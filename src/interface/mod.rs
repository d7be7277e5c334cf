//! Data Interface Module
//!
//! The one contract shared by storage backends and by the layers that
//! decorate them.
//!
//! ## Layering
//! ```text
//!   client
//!     │
//!     ▼
//! ┌──────────────────────┐
//! │ CachedDataInterface  │  read cache + sharded write buffer
//! └──────────┬───────────┘
//!            ▼
//! ┌──────────────────────┐
//! │ BloomFilterDataInt.  │  "definitely absent" short-circuit
//! └──────────┬───────────┘
//!            ▼
//! ┌──────────────────────┐
//! │ backend              │  memory map, snapshot file, ...
//! └──────────────────────┘
//! ```
//! Every box implements [`DataInterface`] and holds the box below it as an
//! `Arc<dyn DataInterface<T>>`, so the two layers stack in either order.

use std::collections::BTreeSet;

use crate::error::Result;

/// Bound shared by every value type stored in a data interface
pub trait Value: Clone + Send + Sync + 'static {}

impl<T: Clone + Send + Sync + 'static> Value for T {}

/// Immutable key/value pair. `value == None` means deletion (when written)
/// or observed absence (when read).
#[derive(Debug, Clone, PartialEq, Eq)]
pub struct KeyValue<T> {
    pub key: i64,
    pub value: Option<T>,
}

impl<T> KeyValue<T> {
    pub fn new(key: i64, value: Option<T>) -> Self {
        Self { key, value }
    }

    /// A pair carrying a value
    pub fn some(key: i64, value: T) -> Self {
        Self {
            key,
            value: Some(value),
        }
    }

    /// A deletion marker
    pub fn deletion(key: i64) -> Self {
        Self { key, value: None }
    }
}

/// Ordered stream produced by a data interface. Dropping the stream closes it.
pub type DataStream<I> = Box<dyn Iterator<Item = Result<I>> + Send>;

/// Backend contract (read/write/iterate/flush/drop/close)
///
/// All methods take `&self`: implementations synchronize internally so one
/// instance can be shared across threads behind an `Arc`.
pub trait DataInterface<T: Value>: Send + Sync {
    /// Namespace name, used for logging and to key persisted side data
    fn name(&self) -> &str;

    /// Read the current value of `key`
    fn read(&self, key: i64) -> Result<Option<T>>;

    /// Write `value` for `key`, combining with the existing value.
    /// `None` deletes the key.
    fn write(&self, key: i64, value: Option<T>) -> Result<()>;

    /// Batch write, applied in order with the same semantics as `write`.
    ///
    /// A merge conflict on one key does not stop the remaining entries; the
    /// first conflict is returned after the whole batch has been applied.
    /// Any other error aborts the batch.
    fn write_all(&self, entries: Vec<KeyValue<T>>) -> Result<()> {
        let mut first_conflict = None;
        for entry in entries {
            match self.write(entry.key, entry.value) {
                Ok(()) => {}
                Err(e) if e.is_merge_conflict() => {
                    first_conflict.get_or_insert(e);
                }
                Err(e) => return Err(e),
            }
        }
        first_conflict.map_or(Ok(()), Err)
    }

    /// All present values in ascending key order
    fn iter(&self) -> Result<DataStream<KeyValue<T>>>;

    /// All present keys in ascending order
    fn key_iter(&self) -> Result<DataStream<i64>>;

    /// Present values for exactly the given keys; absent keys are skipped.
    /// Backends return them in ascending key order, layers may serve
    /// in-memory hits ahead of the rest.
    fn iter_keys(&self, keys: &BTreeSet<i64>) -> Result<DataStream<KeyValue<T>>> {
        let mut found = Vec::new();
        for &key in keys {
            if let Some(value) = self.read(key)? {
                found.push(Ok(KeyValue::some(key, value)));
            }
        }
        Ok(Box::new(found.into_iter()))
    }

    /// Advisory compaction hint; may be a no-op
    fn optimize_for_reading(&self) -> Result<()> {
        Ok(())
    }

    /// Visibility/durability barrier
    fn flush(&self) -> Result<()>;

    /// Irreversibly remove all data, leaving an empty interface in place
    fn drop_all_data(&self) -> Result<()>;

    /// Fast, approximate number of keys
    fn appr_size(&self) -> u64;

    /// Exact number of keys; may be O(n)
    fn exact_size(&self) -> Result<u64>;

    /// Release resources. Idempotent.
    fn close(&self) -> Result<()>;
}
---
→ Task prompt
Transcribe the records above exactly, beginning at the line that contains "if let Some(value)" and ending with the line that contains "may be a no-op", both included, and nothing else.

→ Exercise solution
            if let Some(value) = self.read(key)? {
                found.push(Ok(KeyValue::some(key, value)));
            }
        }
        Ok(Box::new(found.into_iter()))
    }

    /// Advisory compaction hint; may be a no-op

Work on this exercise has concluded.